Problem to solve: Examine the data below and state how many lines contain "FaultCoef", offering no other words.

-- The input follows --

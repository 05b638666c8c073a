//! Fault split-node state: geometry-derived coupling coefficients, the
//! 2-D fault-local wavefield, and the dynamic-rupture state model.
//!
//! A fault plane is embedded in the volumetric grid at a fixed x index; its
//! arrays span the same (y, z) index space as the enclosing grid but with a
//! reduced two-axis stride scheme. A rank may host segments of several
//! planes, each with its own id and independent exchange buffers.

pub mod coef;
pub mod state;

pub use coef::FaultCoef;
pub use state::{FaultPlane, RuptureState};

use crate::error::{Result, TemblorError};
use std::collections::BTreeMap;

/// Split-node sides, in storage order.
pub const MINUS_SIDE: usize = 0;
pub const PLUS_SIDE: usize = 1;
pub const NUM_SIDES: usize = 2;

/// Padded extents and strides of one rank's fault sub-plane.
#[derive(Debug, Clone, Copy, PartialEq, Eq)]
pub struct FaultGridLayout {
    /// Interior extents along y and z.
    pub nj: usize,
    pub nk: usize,
    pub halo: usize,
    /// Padded extents.
    pub ny: usize,
    pub nz: usize,
    /// Elements per variable (one full padded slice).
    pub siz_slice: usize,
}

impl FaultGridLayout {
    pub fn new(nj: usize, nk: usize, halo: usize) -> Result<Self> {
        if nj == 0 || nk == 0 {
            return Err(TemblorError::Config(format!(
                "fault extents must be non-zero, got {nj} x {nk}"
            )));
        }
        let dims = halo.checked_mul(2).and_then(|p| {
            let ny = nj.checked_add(p)?;
            let nz = nk.checked_add(p)?;
            let siz_slice = ny.checked_mul(nz)?;
            Some((ny, nz, siz_slice))
        });
        let (ny, nz, siz_slice) = dims.ok_or_else(|| TemblorError::Allocation {
            context: format!("fault layout {nj}x{nk} halo {halo}"),
            bytes: (nj as u128 + 2 * halo as u128)
                .saturating_mul(nk as u128 + 2 * halo as u128)
                .saturating_mul(4),
        })?;
        Ok(Self {
            nj,
            nk,
            halo,
            ny,
            nz,
            siz_slice,
        })
    }

    /// Linear offset of a node given padded (j, k) coordinates.
    #[inline]
    pub fn idx(&self, j: usize, k: usize) -> usize {
        j + k * self.ny
    }
}

/// Fault-local wavefield: both split-node sides of every component, per
/// integration level.
///
/// Level slice layout is `[side][component][k][j]`, sides outermost, so one
/// exchange region with `2 * ncmp` components covers the whole slice.
pub struct FaultWavefield {
    pub layout: FaultGridLayout,
    /// Components per side.
    pub ncmp: usize,
    pub nlevel: usize,
    /// Elements per integration level (`2 * ncmp * siz_slice`).
    pub siz_ilevel: usize,
    data: Vec<f32>,
}

impl FaultWavefield {
    pub fn new(layout: FaultGridLayout, ncmp: usize, nlevel: usize) -> Result<Self> {
        let siz_ilevel = layout
            .siz_slice
            .checked_mul(ncmp)
            .and_then(|s| s.checked_mul(NUM_SIDES))
            .ok_or_else(|| TemblorError::Allocation {
                context: format!("fault wavefield level ({ncmp} components)"),
                bytes: (layout.siz_slice as u128)
                    .saturating_mul(ncmp as u128)
                    .saturating_mul(NUM_SIDES as u128)
                    .saturating_mul(4),
            })?;
        let total = siz_ilevel
            .checked_mul(nlevel)
            .filter(|&t| (t as u128) * 4 <= isize::MAX as u128)
            .ok_or_else(|| TemblorError::Allocation {
                context: format!("fault wavefield ({ncmp} components x {nlevel} levels)"),
                bytes: siz_ilevel as u128 * nlevel as u128 * 4,
            })?;
        Ok(Self {
            layout,
            ncmp,
            nlevel,
            siz_ilevel,
            data: vec![0.0; total],
        })
    }

    fn level_range(&self, level: usize) -> Result<std::ops::Range<usize>> {
        if level >= self.nlevel {
            return Err(TemblorError::Config(format!(
                "fault level {level} out of range 0..{}",
                self.nlevel
            )));
        }
        let start = level * self.siz_ilevel;
        Ok(start..start + self.siz_ilevel)
    }

    pub fn level(&self, level: usize) -> Result<&[f32]> {
        let r = self.level_range(level)?;
        Ok(&self.data[r])
    }

    pub fn level_mut(&mut self, level: usize) -> Result<&mut [f32]> {
        let r = self.level_range(level)?;
        Ok(&mut self.data[r])
    }

    /// One component of one split-node side.
    pub fn side_component(&self, level: usize, side: usize, cmp: usize) -> Result<&[f32]> {
        if side >= NUM_SIDES || cmp >= self.ncmp {
            return Err(TemblorError::Config(format!(
                "fault side {side} / component {cmp} out of range"
            )));
        }
        let r = self.level_range(level)?;
        let start = r.start + (side * self.ncmp + cmp) * self.layout.siz_slice;
        Ok(&self.data[start..start + self.layout.siz_slice])
    }

    pub fn side_component_mut(&mut self, level: usize, side: usize, cmp: usize) -> Result<&mut [f32]> {
        if side >= NUM_SIDES || cmp >= self.ncmp {
            return Err(TemblorError::Config(format!(
                "fault side {side} / component {cmp} out of range"
            )));
        }
        let r = self.level_range(level)?;
        let start = r.start + (side * self.ncmp + cmp) * self.layout.siz_slice;
        Ok(&mut self.data[start..start + self.layout.siz_slice])
    }

    pub fn check_finite(&self, level: usize, rank: usize, step: usize, plane: usize) -> Result<()> {
        if self.level(level)?.iter().any(|v| !v.is_finite()) {
            return Err(TemblorError::NonFinite {
                what: "fault wavefield".into(),
                rank,
                step,
                plane: Some(plane),
            });
        }
        Ok(())
    }
}

/// The fault planes hosted by one rank, keyed by plane id.
///
/// Dynamically sized: there is no fixed cap on the number of planes.
pub struct FaultSet {
    /// Interior x extent of the enclosing local grid.
    ni: usize,
    planes: BTreeMap<usize, FaultEntry>,
}

pub struct FaultEntry {
    /// x grid index the plane is embedded at, in local interior coordinates.
    pub x_index: usize,
    pub coef: FaultCoef,
    pub state: FaultPlane,
}

impl FaultSet {
    pub fn new(ni: usize) -> Self {
        Self {
            ni,
            planes: BTreeMap::new(),
        }
    }

    /// Register a plane. The x index must fall inside the local partition.
    pub fn insert(
        &mut self,
        id: usize,
        x_index: usize,
        coef: FaultCoef,
        state: FaultPlane,
    ) -> Result<()> {
        if x_index >= self.ni {
            return Err(TemblorError::Config(format!(
                "fault plane {id} at x index {x_index} is outside the local partition (ni = {})",
                self.ni
            )));
        }
        if coef.layout != state.layout {
            return Err(TemblorError::Config(format!(
                "fault plane {id}: coefficient and state layouts differ"
            )));
        }
        if self.planes.contains_key(&id) {
            return Err(TemblorError::Config(format!("duplicate fault plane id {id}")));
        }
        self.planes.insert(id, FaultEntry { x_index, coef, state });
        Ok(())
    }

    pub fn get(&self, id: usize) -> Option<&FaultEntry> {
        self.planes.get(&id)
    }

    pub fn get_mut(&mut self, id: usize) -> Option<&mut FaultEntry> {
        self.planes.get_mut(&id)
    }

    pub fn ids(&self) -> impl Iterator<Item = usize> + '_ {
        self.planes.keys().copied()
    }

    pub fn iter_mut(&mut self) -> impl Iterator<Item = (usize, &mut FaultEntry)> {
        self.planes.iter_mut().map(|(&id, e)| (id, e))
    }

    pub fn len(&self) -> usize {
        self.planes.len()
    }

    pub fn is_empty(&self) -> bool {
        self.planes.is_empty()
    }
}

-- The input concluded --

Output: 3